De Vecchis, che nell’intervista rimbotta il Copasir per le critiche nei confronti della presenza di Huawei nelle reti di telecomunicazione e nella partita del 5G, esprime una strategia di ampio respiro del gruppo di Shenzen che potrebbe applicarsi nel contesto della risposta all’emergenza. Lo sfruttamento delle nuove tecnologie per capire l’evoluzione clinica dei pazienti, prevedere trend e ottenere dati sulle capacità di gestione degli ospedali è una delle nuove frontiere della rivoluzione tecnologica in atto. Di cui bisogna, tuttavia, valutare con cautela ogni implicazione relativa alla privacy dei soggetti, alla trasparenza della gestione dei dati e all’impatto economico-occupazionale.
Di recente ha fatto notizia l’accordo stipulato tra una delle maggiori concorrenti statunitensi di Huawei, Ibm, e il Bambino Gesù di Roma, il più grande ospedale e centro di ricerca pediatrica d’Europa, che hanno deciso di mettere a fattor comune conoscenze mediche di assoluta qualità e tecnologie all’avanguardia per accelerare la diagnosi e il trattamento dei pazienti pediatrici affetti da patologie gravi. Huawei vuole andare oltre e mettere in rete i dati sanitari degli italiani partendo dalla reazione al Covid-19. Un’operazione più volte negata al sistema Watson della stessa Ibm.

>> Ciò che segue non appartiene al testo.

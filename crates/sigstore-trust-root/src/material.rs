//! Trusted transparency log material
//!
//! A [`TransparencyLog`] holds what is needed to verify evidence from one
//! log: where it lives, its public key and its hash algorithm. Trusted
//! material exposes these records keyed by the hex encoding of the log's
//! key ID.

use chrono::{DateTime, Utc};
use serde::{Deserialize, Serialize};
use sigstore_types::{HashAlgorithm, LogKeyId};
use std::collections::HashMap;

/// Time range during which a log key is valid
#[derive(Debug, Clone, Default, PartialEq, Eq, Serialize, Deserialize)]
pub struct ValidityPeriod {
    /// Start of the validity period (inclusive)
    #[serde(default, skip_serializing_if = "Option::is_none")]
    pub start: Option<DateTime<Utc>>,
    /// End of the validity period (inclusive); open-ended when absent
    #[serde(default, skip_serializing_if = "Option::is_none")]
    pub end: Option<DateTime<Utc>>,
}

impl ValidityPeriod {
    /// Check whether `time` falls inside this period
    pub fn contains(&self, time: DateTime<Utc>) -> bool {
        let after_start = self.start.map_or(true, |s| time >= s);
        let before_end = self.end.map_or(true, |e| time <= e);
        after_start && before_end
    }
}

/// Verification material for a single trusted transparency log
#[derive(Debug, Clone, PartialEq, Eq)]
pub struct TransparencyLog {
    /// Base URL of the log, used for online lookups and as timestamp URI
    pub base_url: String,
    /// Key ID identifying the log
    pub log_id: LogKeyId,
    /// DER-encoded public key of the log
    pub public_key: Vec<u8>,
    /// Key details name from the trusted root (e.g. `PKIX_ECDSA_P256_SHA_256`)
    pub key_details: Option<String>,
    /// Hash algorithm used by the log
    pub hash_algorithm: HashAlgorithm,
    /// Validity period of the log key, if restricted
    pub valid_for: Option<ValidityPeriod>,
}

impl TransparencyLog {
    /// Create a log record with the default hash algorithm and no validity restriction
    pub fn new(base_url: impl Into<String>, log_id: LogKeyId, public_key: Vec<u8>) -> Self {
        Self {
            base_url: base_url.into(),
            log_id,
            public_key,
            key_details: None,
            hash_algorithm: HashAlgorithm::default(),
            valid_for: None,
        }
    }

    /// Set the hash algorithm
    pub fn with_hash_algorithm(mut self, hash_algorithm: HashAlgorithm) -> Self {
        self.hash_algorithm = hash_algorithm;
        self
    }

    /// Restrict the key's validity period
    pub fn with_validity(mut self, valid_for: ValidityPeriod) -> Self {
        self.valid_for = Some(valid_for);
        self
    }

    /// Check whether the log key was valid at `time`
    pub fn is_valid_at(&self, time: DateTime<Utc>) -> bool {
        self.valid_for.as_ref().map_or(true, |v| v.contains(time))
    }
}

/// Source of trusted transparency log material
///
/// Implementations are read-only for the duration of a verification.
pub trait TrustedMaterial: Send + Sync {
    /// All trusted Rekor logs, keyed by hex-encoded log key ID
    fn rekor_logs(&self) -> &HashMap<String, TransparencyLog>;

    /// Look up the trusted log for a raw key ID
    ///
    /// Returns `None` when the log is not part of this trust material.
    fn resolve_log(&self, log_key_id: &[u8]) -> Option<&TransparencyLog> {
        self.rekor_logs().get(&hex::encode(log_key_id))
    }
}

/// In-memory set of trusted logs
#[derive(Debug, Clone, Default)]
pub struct TrustedLogs {
    logs: HashMap<String, TransparencyLog>,
}

impl TrustedLogs {
    /// Create an empty set
    pub fn new() -> Self {
        Self::default()
    }

    /// Add a log, replacing any previous log with the same key ID
    pub fn insert(&mut self, log: TransparencyLog) -> Option<TransparencyLog> {
        self.logs.insert(log.log_id.to_hex(), log)
    }

    /// Builder-style [`insert`](Self::insert)
    pub fn with_log(mut self, log: TransparencyLog) -> Self {
        self.insert(log);
        self
    }

    pub fn len(&self) -> usize {
        self.logs.len()
    }

    pub fn is_empty(&self) -> bool {
        self.logs.is_empty()
    }
}

impl FromIterator<TransparencyLog> for TrustedLogs {
    fn from_iter<I: IntoIterator<Item = TransparencyLog>>(iter: I) -> Self {
        let mut logs = Self::new();
        for log in iter {
            logs.insert(log);
        }
        logs
    }
}

impl TrustedMaterial for TrustedLogs {
    fn rekor_logs(&self) -> &HashMap<String, TransparencyLog> {
        &self.logs
    }
}
//! Entry admission
//!
//! Bounds and de-duplicates the entry set before any per-entry work.

use crate::entity::LogEntry;
use crate::error::{Error, Result};

/// Maximum number of transparency log entries accepted per artifact
pub const MAX_TLOG_ENTRIES: usize = 32;

/// Reject oversized entry sets and duplicated (log key ID, log index) pairs
///
/// A duplicate would let one genuine entry count more than once towards
/// the threshold. The pairwise scan is bounded by [`MAX_TLOG_ENTRIES`].
pub fn admit_entries<E: LogEntry>(entries: &[E]) -> Result<()> {
    if entries.len() > MAX_TLOG_ENTRIES {
        return Err(Error::TooManyEntries {
            count: entries.len(),
            max: MAX_TLOG_ENTRIES,
        });
    }

    for (i, a) in entries.iter().enumerate() {
        for b in &entries[i + 1..] {
            if a.log_key_id() == b.log_key_id() && a.log_index() == b.log_index() {
                return Err(Error::DuplicateEntries {
                    log_key_id: hex::encode(a.log_key_id()),
                    log_index: a.log_index(),
                });
            }
        }
    }

    Ok(())
}
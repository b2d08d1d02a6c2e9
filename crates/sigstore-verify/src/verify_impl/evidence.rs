//! Evidence verification seams
//!
//! An [`EvidenceVerifier`] proves that an entry is in its log. The offline
//! and online strategies live in `tlog` and `rekor`; the cryptographic
//! checks they delegate to are injected through the traits below.

use crate::entity::{LogEntry, Timestamp};
use crate::error::Result;
use async_trait::async_trait;
use sigstore_rekor::LogEntry as RekorEntry;
use sigstore_trust_root::{TransparencyLog, TrustedMaterial};
use std::collections::HashMap;

/// Result of processing one entry
#[derive(Debug, Clone, PartialEq, Eq)]
pub enum EntryOutcome {
    /// The entry counts towards the threshold
    Verified {
        /// Trusted integrated time, when one was established and requested
        timestamp: Option<Timestamp>,
    },
    /// The entry names a log outside the trust material
    SkippedUnrecognizedLog,
    /// The entry's only evidence is a SET the trust material cannot verify
    SkippedUnverifiableTimestamp,
}

impl EntryOutcome {
    pub fn is_verified(&self) -> bool {
        matches!(self, EntryOutcome::Verified { .. })
    }
}

/// Verifies an entry's signed entry timestamp (inclusion promise)
pub trait SetVerifier: Send + Sync {
    fn verify_set(
        &self,
        entry: &dyn LogEntry,
        rekor_logs: &HashMap<String, TransparencyLog>,
    ) -> Result<()>;
}

/// Verifies an entry's Merkle inclusion proof against its log
pub trait InclusionVerifier: Send + Sync {
    fn verify_inclusion(&self, entry: &dyn LogEntry, log: &TransparencyLog) -> Result<()>;
}

/// Verifies a record fetched from a remote log
pub trait RemoteEntryVerifier: Send + Sync {
    fn verify_log_entry(&self, record: &RekorEntry, log: &TransparencyLog) -> Result<()>;
}

/// Strategy establishing an entry's inclusion in its (trusted) log
#[async_trait]
pub trait EvidenceVerifier: Send + Sync {
    async fn verify(
        &self,
        entry: &dyn LogEntry,
        log: &TransparencyLog,
        trusted_material: &dyn TrustedMaterial,
    ) -> Result<EntryOutcome>;
}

De Vecchis ha difeso il “modello Wuhan”, includendo in esso anche lo sfruttamento massiccio delle tecnologie di frontiera per la diagnosi, la cura e la prevenzione. Ma che implicazioni ha una mossa di Huawei, qui ed ora, sul territorio nazionale? Il politologo statunitense Ian Bremmer, in un’intervista a Formiche aveva segnalato che una più pervasiva presenza di Huawei nei sistemi italiani sarebbe stato, per Roma, il prezzo da pagare per gli aiuti odierni da Pechino. “Questa operazione di sensibilizzazione, che secondo i cinesi prevede l’arrivo di due milioni di mascherine, renderà l’Europa molto più dipendente dalla Cina, e più propensa a resistere agli Stati Uniti su questioni come la concessione del 5G a Huawei”, ha dichiarato Bremmer. A dire la verità, l’Europa sul 5G si è già dotata di metodologie di controllo autonome e, in certi casi (golden power italiano, cyber security britannica) più sistematizzate di quelle in uso negli Stati Uniti per controllare eventuali forme malevole di intrusione straniera nelle reti strategiche e nelle telecomunicazioni nazionali.

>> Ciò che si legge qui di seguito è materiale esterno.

//! Trusted root document parsing
//!
//! Reads the `tlogs` section of a Sigstore trusted root JSON document and
//! turns each transparency log instance into a [`TransparencyLog`].

use crate::material::{TransparencyLog, TrustedMaterial, ValidityPeriod};
use crate::{Error, Result};
use serde::{Deserialize, Serialize};
use sigstore_types::{base64_bytes_option, HashAlgorithm, LogKeyId};
use std::collections::HashMap;

/// Media type of trusted root documents
pub const TRUSTED_ROOT_MEDIA_TYPE: &str = "application/vnd.dev.sigstore.trustedroot+json;version=0.1";

/// Log ID as it appears in the trusted root
#[derive(Debug, Clone, Serialize, Deserialize)]
#[serde(rename_all = "camelCase")]
pub struct LogId {
    /// Key ID (base64 in JSON)
    pub key_id: LogKeyId,
}

/// Public key as it appears in the trusted root
#[derive(Debug, Clone, Serialize, Deserialize)]
#[serde(rename_all = "camelCase")]
pub struct PublicKey {
    /// DER-encoded public key (base64 in JSON)
    #[serde(default, with = "base64_bytes_option")]
    pub raw_bytes: Option<Vec<u8>>,
    /// Key details name
    #[serde(default)]
    pub key_details: Option<String>,
    /// Validity period of the key
    #[serde(default)]
    pub valid_for: Option<ValidityPeriod>,
}

/// Transparency log instance from the trusted root
#[derive(Debug, Clone, Serialize, Deserialize)]
#[serde(rename_all = "camelCase")]
pub struct TransparencyLogInstance {
    pub base_url: String,
    #[serde(default)]
    pub hash_algorithm: HashAlgorithm,
    #[serde(default)]
    pub public_key: Option<PublicKey>,
    #[serde(default)]
    pub log_id: Option<LogId>,
}

impl TryFrom<&TransparencyLogInstance> for TransparencyLog {
    type Error = Error;

    fn try_from(instance: &TransparencyLogInstance) -> Result<Self> {
        let log_id = instance
            .log_id
            .as_ref()
            .map(|id| id.key_id.clone())
            .ok_or_else(|| Error::InvalidLog(format!("{}: missing log ID", instance.base_url)))?;

        let public_key = instance
            .public_key
            .as_ref()
            .ok_or_else(|| Error::InvalidLog(format!("{}: missing public key", instance.base_url)))?;

        let raw_bytes = public_key.raw_bytes.clone().ok_or_else(|| {
            Error::InvalidLog(format!("{}: public key has no raw bytes", instance.base_url))
        })?;

        Ok(TransparencyLog {
            base_url: instance.base_url.clone(),
            log_id,
            public_key: raw_bytes,
            key_details: public_key.key_details.clone(),
            hash_algorithm: instance.hash_algorithm,
            valid_for: public_key.valid_for.clone(),
        })
    }
}

#[derive(Debug, Deserialize)]
#[serde(rename_all = "camelCase")]
struct TrustedRootDocument {
    #[serde(default)]
    media_type: String,
    #[serde(default)]
    tlogs: Vec<TransparencyLogInstance>,
}

/// Trusted root loaded from a JSON document
#[derive(Debug, Clone)]
pub struct TrustedRoot {
    media_type: String,
    tlogs: Vec<TransparencyLogInstance>,
    rekor_logs: HashMap<String, TransparencyLog>,
}

impl TrustedRoot {
    /// Parse a trusted root from JSON
    pub fn from_json(json: &str) -> Result<Self> {
        let document: TrustedRootDocument = serde_json::from_str(json)?;
        Self::from_document(document)
    }

    /// Load a trusted root from a file
    pub fn from_file(path: impl AsRef<std::path::Path>) -> Result<Self> {
        let json = std::fs::read_to_string(path)?;
        Self::from_json(&json)
    }

    fn from_document(document: TrustedRootDocument) -> Result<Self> {
        let mut rekor_logs = HashMap::new();
        for instance in &document.tlogs {
            // Instances without key material cannot verify anything
            let log = match TransparencyLog::try_from(instance) {
                Ok(log) => log,
                Err(e) => {
                    tracing::debug!("Ignoring transparency log instance: {}", e);
                    continue;
                }
            };

            let key_id_hex = log.log_id.to_hex();
            if rekor_logs.contains_key(&key_id_hex) {
                return Err(Error::DuplicateLog(key_id_hex));
            }
            rekor_logs.insert(key_id_hex, log);
        }

        Ok(Self {
            media_type: document.media_type,
            tlogs: document.tlogs,
            rekor_logs,
        })
    }

    /// Media type declared by the document
    pub fn media_type(&self) -> &str {
        &self.media_type
    }

    /// Raw transparency log instances, including ones without key material
    pub fn tlogs(&self) -> &[TransparencyLogInstance] {
        &self.tlogs
    }

    /// Check if a Rekor key ID (hex) exists in the trusted root
    pub fn has_rekor_key(&self, key_id_hex: &str) -> bool {
        self.rekor_logs.contains_key(key_id_hex)
    }
}

impl TrustedMaterial for TrustedRoot {
    fn rekor_logs(&self) -> &HashMap<String, TransparencyLog> {
        &self.rekor_logs
    }
}

#[cfg(test)]
mod tests {
    use super::*;
    use chrono::{TimeZone, Utc};

    const ROOT_JSON: &str = r#"{
        "mediaType": "application/vnd.dev.sigstore.trustedroot+json;version=0.1",
        "tlogs": [
            {
                "baseUrl": "https://rekor.sigstore.dev",
                "hashAlgorithm": "SHA2_256",
                "publicKey": {
                    "rawBytes": "AQIDBA==",
                    "keyDetails": "PKIX_ECDSA_P256_SHA_256",
                    "validFor": { "start": "2021-01-12T11:53:27Z" }
                },
                "logId": { "keyId": "wNI9atQGlz+VWfO6LRygH4QUfY/8W4RFwiT5i5WRgB0=" }
            },
            {
                "baseUrl": "https://rekor.example.dev",
                "hashAlgorithm": "SHA2_256",
                "logId": { "keyId": "AAAA" }
            }
        ]
    }"#;

    #[test]
    fn test_parse_trusted_root() {
        let root = TrustedRoot::from_json(ROOT_JSON).unwrap();
        assert_eq!(root.media_type(), TRUSTED_ROOT_MEDIA_TYPE);
        assert_eq!(root.tlogs().len(), 2);
        // The second instance has no public key and is not usable
        assert_eq!(root.rekor_logs().len(), 1);
    }

    #[test]
    fn test_rekor_logs_keyed_by_hex() {
        let root = TrustedRoot::from_json(ROOT_JSON).unwrap();
        let key_id_hex = "c0d23d6ad406973f9559f3ba2d1ca01f84147d8ffc5b8445c224f98b9591801d";
        assert!(root.has_rekor_key(key_id_hex));

        let raw = hex::decode(key_id_hex).unwrap();
        let log = root.resolve_log(&raw).unwrap();
        assert_eq!(log.base_url, "https://rekor.sigstore.dev");
        assert_eq!(log.public_key, vec![1, 2, 3, 4]);
        assert_eq!(log.hash_algorithm, HashAlgorithm::Sha2_256);
        assert_eq!(log.key_details.as_deref(), Some("PKIX_ECDSA_P256_SHA_256"));

        let before = Utc.with_ymd_and_hms(2020, 1, 1, 0, 0, 0).unwrap();
        assert!(!log.is_valid_at(before));
    }

    #[test]
    fn test_duplicate_log_ids_rejected() {
        let json = r#"{
            "tlogs": [
                {"baseUrl": "https://a.example", "publicKey": {"rawBytes": "AQ=="}, "logId": {"keyId": "AQ=="}},
                {"baseUrl": "https://b.example", "publicKey": {"rawBytes": "Ag=="}, "logId": {"keyId": "AQ=="}}
            ]
        }"#;
        assert!(matches!(
            TrustedRoot::from_json(json),
            Err(Error::DuplicateLog(_))
        ));
    }

    #[test]
    fn test_invalid_json() {
        assert!(matches!(
            TrustedRoot::from_json("not json"),
            Err(Error::Json(_))
        ));
    }
}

Tuttavia, Bremer non ha torto nel sottolineare che per la Cina ogni manovra, anche apparentemente frutto di generosità, ha un risvolto politico. Così è nel mondo della competizione globale. L’iniziativa di Huawei si inserisce nel contesto di un rinnovato sentimento di amicizia italo-cinese, ma il governo dovrebbe pensarci seriamente prima di accettarla senza aver considerato i giusti contrappesi in termini politici e securitari. Indipendentemente dal proponente, Huawei o Ibm, avrebbe senso esternalizzare a una compagnia straniera il compito di gestire la comunicazione tra i centri nevralgici del sistema sanitario? Iniziando per di più l’opera in epoca di emergenza? Che spazio sarebbe sottratto a eventuali operatori nazionali? Sono questi i quesiti che governo e regolatori dovranno porsi. Finita l’emergenza coronavirus, la sfida a tutto campo Cina-Usa potrebbe riprendere con grande intensità. E l’Italia dovrà giocare con grande attenzione per evitare di finire schiacciata tra le logiche eccessivamente stringenti della “scelta di campo” occidentale e il salto nel buio di un abbraccio incondizionato a Pechino su ogni proposta.